El taxi me llevó a la fonda. Un establecimiento sin lujo ninguno, lujos que no veía necesarios, teniendo en cuenta el viaje mismo; acostumbrado, como estaba, a los hostels. Luego tuve que recordar con más detalle.
Me lancé a las calles, a pesar de que el aire, cerca del anochecer, era tórrido todavía, donde los restos romanos eran perceptibles en una piedra que conforma la construcción de una fachada y hay que mirar de costado. Los ladrillos mudéjares enmarcaban una ventana geminada con un letrero de se alquila. El bullicio se limita a las terrazas de la plaza, con sus restaurantes michelín elevados sobre las terrazas; mejor a las cervecerías y tabernas que se extienden hasta llegar a la plaza del convento. Al día siguiente, me guio hasta esa plaza un sonido de madera que era el martillear del tabernero sobre las patas de los taburetes para devolverlas a su sitio y que nadie se cayera, al menos no estando sobrio. El caso del maestro mayor de obras de la iglesia de San Juan, de Lüneburg, que se desnucó, parece que recorrió toda Europa y nadie quiere que un sereno sufra tan fatal final en su casa. La trasera de una capilla en esa plaza lleva la misma A, de Ave María, que la A de Lüneburg de las tapas de las alcantarillas.
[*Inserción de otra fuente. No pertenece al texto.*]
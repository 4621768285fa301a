use async_trait::async_trait;
use chrono::Utc;
use std::collections::HashMap;
use uuid::Uuid;

use trendstore::{ProcessedItem, Topic, Trend, TrendState};

use super::{PipelineContext, PipelineItem, Stage, StageError};

const DEAD_FLOOR: f64 = 0.05;
const SUSTAINED_MIN_RUNS: usize = 3;
const SUSTAINED_BAND: f64 = 0.20;
const DECLINE_DROP: f64 = 0.40;

fn most_common<'a>(values: impl Iterator<Item = &'a Option<String>>) -> Option<String> {
    let mut counts: HashMap<&str, usize> = HashMap::new();
    for v in values.flatten() {
        *counts.entry(v.as_str()).or_insert(0) += 1;
    }
    counts.into_iter().max_by_key(|(_, c)| *c).map(|(k, _)| k.to_string())
}

fn extract_keywords(items: &[&ProcessedItem]) -> Vec<String> {
    let mut counts: HashMap<String, usize> = HashMap::new();
    for item in items {
        for word in item.title.split_whitespace() {
            let w: String = word.chars().filter(|c| c.is_alphanumeric()).collect::<String>().to_lowercase();
            if w.len() > 3 {
                *counts.entry(w).or_insert(0) += 1;
            }
        }
    }
    let mut ranked: Vec<(String, usize)> = counts.into_iter().collect();
    ranked.sort_by(|a, b| b.1.cmp(&a.1).then_with(|| a.0.cmp(&b.0)));
    ranked.into_iter().take(8).map(|(w, _)| w).collect()
}

fn percentile(sorted: &[f64], p: f64) -> f64 {
    if sorted.is_empty() {
        return 0.0;
    }
    let idx = ((sorted.len() - 1) as f64 * p).round() as usize;
    sorted[idx.min(sorted.len() - 1)]
}

fn derive_state(score: f64, velocity: f64, history: &[Trend], p90_velocity: f64) -> TrendState {
    if history.is_empty() {
        return TrendState::Emerging;
    }
    if p90_velocity > 0.0 && velocity > p90_velocity {
        return TrendState::Viral;
    }
    let peak = history.iter().map(|t| t.score).fold(score, f64::max);
    if history.len() + 1 >= SUSTAINED_MIN_RUNS && peak > 0.0 && ((score - peak).abs() / peak) <= SUSTAINED_BAND {
        return TrendState::Sustained;
    }
    if peak > 0.0 && score < peak * (1.0 - DECLINE_DROP) {
        return TrendState::Declining;
    }
    if score < DEAD_FLOOR {
        return TrendState::Dead;
    }
    TrendState::Sustained
}

struct Candidate {
    topic: Topic,
    history: Vec<Trend>,
    member_indices: Vec<usize>,
    score: f64,
    velocity: f64,
}

/// Scores Topic proposals and assigns dense, category-diverse ranks
/// (spec §4.7).
pub struct Ranker;

#[async_trait]
impl Stage for Ranker {
    fn name(&self) -> &'static str {
        "ranker"
    }

    async fn execute(
        &self,
        mut batch: Vec<PipelineItem>,
        ctx: &mut PipelineContext,
    ) -> Result<Vec<PipelineItem>, StageError> {
        let mut groups: HashMap<Uuid, Vec<usize>> = HashMap::new();
        for (i, item) in batch.iter().enumerate() {
            if item.is_live() {
                if let Some(tid) = item.topic_id {
                    groups.entry(tid).or_default().push(i);
                }
            }
        }

        let now = Utc::now();
        let mut candidates = Vec::new();

        for (cluster_id, idxs) in groups {
            let items: Vec<&ProcessedItem> = idxs.iter().map(|&i| &batch[i].processed).collect();
            let rep = items
                .iter()
                .max_by(|a, b| a.engagement_total().partial_cmp(&b.engagement_total()).unwrap())
                .expect("cluster group is non-empty");

            let mut sources: Vec<String> = items.iter().map(|i| i.source.clone()).collect();
            sources.sort();
            sources.dedup();

            let mut engagement: HashMap<String, f64> = HashMap::new();
            for item in &items {
                for (k, v) in &item.metrics {
                    *engagement.entry(k.clone()).or_insert(0.0) += v;
                }
            }

            let first_seen = items.iter().map(|i| i.collected_at).min().unwrap_or(now);
            let last_updated = items.iter().map(|i| i.collected_at).max().unwrap_or(now);
            let category = most_common(items.iter().map(|i| &i.category));

            let existing = ctx.topic_store.find_by_title(&rep.title).await?;
            let topic_id = existing.as_ref().map(|t| t.id).unwrap_or(cluster_id);
            let first_seen = existing.as_ref().map(|t| t.first_seen).unwrap_or(first_seen);
            let created_at = existing.as_ref().map(|t| t.created_at).unwrap_or(now.timestamp_millis());

            let topic = Topic {
                id: topic_id,
                title: rep.title.clone(),
                summary: rep.content.chars().take(280).collect(),
                category,
                language: rep.language.clone(),
                sources,
                item_count: items.len(),
                keywords: extract_keywords(&items),
                engagement,
                first_seen,
                last_updated,
                created_at,
                updated_at: now.timestamp_millis(),
            };

            let history = ctx.trend_store.history_for_topic(topic_id, 10).await?;
            candidates.push((topic, history, idxs));
        }

        let totals: Vec<f64> = candidates.iter().map(|(t, _, _)| t.engagement.values().sum()).collect();
        let n = totals.len().max(1) as f64;
        let mean = totals.iter().sum::<f64>() / n;
        let variance = totals.iter().map(|v| (v - mean).powi(2)).sum::<f64>() / n;
        let stddev = variance.sqrt();

        let mut scored: Vec<Candidate> = candidates
            .into_iter()
            .map(|(topic, history, member_indices)| {
                let total = topic.engagement.values().sum::<f64>();
                let engagement_z = if stddev > 0.0 { (total - mean) / stddev } else { 0.0 };
                let velocity = history
                    .first()
                    .map(|prev| (total - prev.engagement.values().sum::<f64>()).max(0.0))
                    .unwrap_or(0.0);
                let age_hours = (now - topic.last_updated).num_seconds() as f64 / 3600.0;
                let freshness = (-age_hours.max(0.0) / ctx.ranker.tau_hours).exp();
                let days_since_first_seen = (now - topic.first_seen).num_seconds() as f64 / 86400.0;
                let age_penalty = (1.0 + days_since_first_seen.max(0.0)).ln();
                let w = &ctx.ranker.weights;
                let score = w.engagement * engagement_z + w.velocity * velocity + w.freshness * freshness
                    - w.age * age_penalty;
                Candidate { topic, history, member_indices, score, velocity }
            })
            .collect();

        let mut velocities: Vec<f64> = scored.iter().map(|c| c.velocity).collect();
        velocities.sort_by(|a, b| a.partial_cmp(b).unwrap());
        let p90_velocity = percentile(&velocities, 0.90);

        scored.sort_by(|a, b| {
            b.score
                .partial_cmp(&a.score)
                .unwrap()
                .then_with(|| b.velocity.partial_cmp(&a.velocity).unwrap())
                .then_with(|| a.topic.first_seen.cmp(&b.topic.first_seen))
        });

        let mut top: Vec<Candidate> = Vec::new();
        let mut rest: Vec<Candidate> = Vec::new();
        let mut category_counts: HashMap<Option<String>, usize> = HashMap::new();
        for candidate in scored {
            if top.len() < ctx.ranker.top_n {
                let count = category_counts.entry(candidate.topic.category.clone()).or_insert(0);
                if *count < ctx.ranker.diversity_cap {
                    *count += 1;
                    top.push(candidate);
                    continue;
                }
            }
            rest.push(candidate);
        }
        top.extend(rest);

        for (rank_idx, candidate) in top.into_iter().enumerate() {
            let rank = (rank_idx + 1) as u32;
            let state = derive_state(candidate.score, candidate.velocity, &candidate.history, p90_velocity);
            let peak_engagement_at = match candidate.history.iter().map(|t| t.score).fold(f64::MIN, f64::max) {
                peak if candidate.score >= peak => Some(now),
                _ => candidate.history.first().and_then(|t| t.peak_engagement_at),
            };

            for &idx in &candidate.member_indices {
                batch[idx].topic_id = Some(candidate.topic.id);
            }

            let trend = Trend {
                id: Uuid::now_v7(),
                topic_id: candidate.topic.id,
                run_id: ctx.run_id,
                rank,
                title: candidate.topic.title.clone(),
                summary: candidate.topic.summary.clone(),
                score: candidate.score,
                velocity: candidate.velocity,
                state,
                category: candidate.topic.category.clone(),
                language: candidate.topic.language.clone(),
                keywords: candidate.topic.keywords.clone(),
                engagement: candidate.topic.engagement.clone(),
                first_seen: candidate.topic.first_seen,
                last_updated: candidate.topic.last_updated,
                peak_engagement_at,
                created_at: now.timestamp_millis(),
                updated_at: now.timestamp_millis(),
            };

            ctx.topics_created += 1;
            ctx.trends_created += 1;
            ctx.topics.push(candidate.topic);
            ctx.trends.push(trend);
        }

        Ok(batch)
    }
}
Regresé a la fonda para dormir y cuando alcancé la cama, el hombre que dormía al otro lado de la pieza hablaba en la nebulosa de sus sueños. Al llegar a mi cuarto había encontrado la luz prendida y aquel hombre solo me dijo buenas noches y que la apagara. Parecía un san José embalsamado. Al día siguiente fui comprendiendo mejor en qué fonda estaba alojado. Fui al baño, muy de mañana, y allá un muchacho se vestía para ir a barrer las calles que tanto nos gustan a todos. El estado de los suelos, de las puertas, de los caños y los lavabos no los describo aquí. Una cucaracha estaba subida a la cisterna del retrete y en el suelo había escupido alguien. Pero no vayan a escandalizarse por el lugar donde me alojaba, bajo el título de turístico, porque cuando me fui a tomar un bebedizo de café, o parecido, a un lugar de mucho copete, una mesa coja se apoyaba en una servilleta de papel y un ribete se subía por la pata, en la peor versión de aquellas medias de señora con que vestirían las piernas de los pianos en la victoriana Londres. Me reservaron, en la fonda, la mejor suite de que disponían, con el intento de que no les abandonara.
Lo más grande de aquella fonda, dejando una vez más al lado, porque calefacción no era necesaria, que el radiador estuviera recostado en la pared, seguramente por el esfuerzo del invierno, era mi aire acondicionado: ¡un poeta! Nunca fui amigo de acondicionar el aire, más bien un enemigo furibundo, entre otras cosas porque siempre me dejaba afónico y mal parado, cercano al resfriado si no a la gripe. Envuelto en este calor, y tengo que revisar si el Dante ya lo describió como alguno de sus castigos del purgatorio o del infierno, descubría que mi aire acondicionado no solo bajaba radicalmente la temperatura, sino que me llevaba hasta la orilla del mar y me acostaba, para la larga siesta diaria o para el sueño reparador, en la arena junto a las olas que llegan y luego se van. No salgo todavía de mi asombro; grabé en varias ocasiones su sonido de caracola.
Había entrado en la ciudad, en esta oportunidad, por una puerta distinta a todas las veces anteriores, teniendo en cuenta que legendariamente tuvo siete, un número que ya anuncia sobre la magia de este lugar. Me había introducido en una dimensión diferente y me había conducido hasta el mágico gabinete de Carlos Kasaka.